As to the reading, there was the library of many volumes at home. There was the Sunday school collection; and its records of one rainy Sunday declare that by some method of persuasion she wheedled the young librarian into allowing her to carry home four books for the afternoon’s consumption. Then, too, in the same building as the school there was a large library, open to the public on payment of one dollar a year, and from this, she might carry home a book every day if she chose. No one interfered with her taking whatever she wished, and she usually wandered about among the bookcases and selected for herself. One day, however, the kindly old librarian heard a child’s voice asking,
“Will you please help me to get a book? I can’t find what I want.”
He peered over the top of his tall desk, and there stood a little girl in short skirts and a blue flannel blouse with brass buttons, looking up at him expectantly.
“Certainly,” he replied, smiling down upon her. “How should you like one of the Rollo books?”
“I’ve read them all, most of them twice, and some of them three times.”
“What kind of book should you like?”
“I’d like a book about the Spanish Inquisition,” she declared serenely.

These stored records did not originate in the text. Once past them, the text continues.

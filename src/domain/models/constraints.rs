//! Guardrails layered over normal execution.
//!
//! All conditions are guard-language expressions evaluated against the run
//! context. Evaluation lives in the controller; this module only holds the
//! declarations.

use serde::{Deserialize, Serialize};

fn default_stop_action() -> String {
    "ask_user".to_string()
}

/// Halts the run and waits for a human when its condition holds.
#[derive(Debug, Clone, PartialEq, Eq, Serialize, Deserialize)]
pub struct StopRule {
    pub name: String,
    pub condition: String,
    #[serde(default = "default_stop_action")]
    pub action: String,
    #[serde(default)]
    pub reason: String,
}

impl StopRule {
    pub fn new(name: impl Into<String>, condition: impl Into<String>) -> Self {
        Self {
            name: name.into(),
            condition: condition.into(),
            action: default_stop_action(),
            reason: String::new(),
        }
    }

    pub fn with_reason(mut self, reason: impl Into<String>) -> Self {
        self.reason = reason.into();
        self
    }
}

/// Post-step check over the node output (`output.*`) and the run context.
#[derive(Debug, Clone, PartialEq, Eq, Serialize, Deserialize)]
pub struct ValidationRule {
    pub name: String,
    /// Must evaluate truthy for the output to be valid.
    pub check: String,
    #[serde(default, skip_serializing_if = "Option::is_none")]
    pub message: Option<String>,
    /// A failing fatal rule ends the run.
    #[serde(default)]
    pub fatal: bool,
}

impl ValidationRule {
    pub fn new(name: impl Into<String>, check: impl Into<String>) -> Self {
        Self {
            name: name.into(),
            check: check.into(),
            message: None,
            fatal: false,
        }
    }

    pub const fn fatal(mut self) -> Self {
        self.fatal = true;
        self
    }

    pub fn error_message(&self) -> String {
        self.message
            .clone()
            .unwrap_or_else(|| format!("Validation rule '{}' failed: {}", self.name, self.check))
    }
}

fn default_true() -> bool {
    true
}

/// Numeric floor on a working-data field.
#[derive(Debug, Clone, PartialEq, Serialize, Deserialize)]
pub struct MinimumEnforcement {
    /// Dot path into the working data.
    pub field: String,
    pub minimum: f64,
    /// Raise the value to the floor instead of failing the run.
    #[serde(default = "default_true")]
    pub auto_correct: bool,
    #[serde(default = "default_true")]
    pub log_correction: bool,
    #[serde(default, skip_serializing_if = "Option::is_none")]
    pub message: Option<String>,
}

impl MinimumEnforcement {
    pub fn new(field: impl Into<String>, minimum: f64) -> Self {
        Self {
            field: field.into(),
            minimum,
            auto_correct: true,
            log_correction: true,
            message: None,
        }
    }

    pub const fn blocking(mut self) -> Self {
        self.auto_correct = false;
        self
    }
}

/// Every guardrail a controller enforces.
#[derive(Debug, Clone, Default, PartialEq, Serialize, Deserialize)]
pub struct Constraints {
    #[serde(default)]
    pub stop_rules: Vec<StopRule>,
    #[serde(default)]
    pub validation_rules: Vec<ValidationRule>,
    #[serde(default)]
    pub minimums: Vec<MinimumEnforcement>,
}

impl Constraints {
    pub fn is_empty(&self) -> bool {
        self.stop_rules.is_empty() && self.validation_rules.is_empty() && self.minimums.is_empty()
    }

    pub fn with_stop_rule(mut self, rule: StopRule) -> Self {
        self.stop_rules.push(rule);
        self
    }

    pub fn with_validation_rule(mut self, rule: ValidationRule) -> Self {
        self.validation_rules.push(rule);
        self
    }

    pub fn with_minimum(mut self, minimum: MinimumEnforcement) -> Self {
        self.minimums.push(minimum);
        self
    }
}

#[cfg(test)]
mod tests {
    use super::*;

    #[test]
    fn test_yaml_defaults() {
        let constraints: Constraints = serde_yaml::from_str(
            r"
stop_rules:
  - name: missing_data
    condition: data.rows == 0
validation_rules:
  - name: has_summary
    check: len(output.summary) > 0
minimums:
  - field: staffing.agents
    minimum: 3
",
        )
        .unwrap();
        assert_eq!(constraints.stop_rules[0].action, "ask_user");
        assert!(!constraints.validation_rules[0].fatal);
        assert!(constraints.minimums[0].auto_correct);
        assert!(!constraints.is_empty());
    }

    #[test]
    fn test_default_error_message() {
        let rule = ValidationRule::new("has_summary", "len(output.summary) > 0");
        assert_eq!(rule.error_message(), "Validation rule 'has_summary' failed: len(output.summary) > 0");
    }
}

“What!” exclaimed the good man. “That’s not the kind of book for a little girl to read. What made you think of that?”
“I read ‘The Pit and the Pendulum,’ and it said the story happened in the Spanish Inquisition. I want to know what it is and I want to read some more stories about it.”
The gray-haired librarian was aghast, but by no means unwise. He brought her a book about the Inquisition, a big book, a heavy book, a dismal book, in the finest of print and with two columns to the page. No sensible child would dream of reading such a book, and the shrewd old librarian knew it.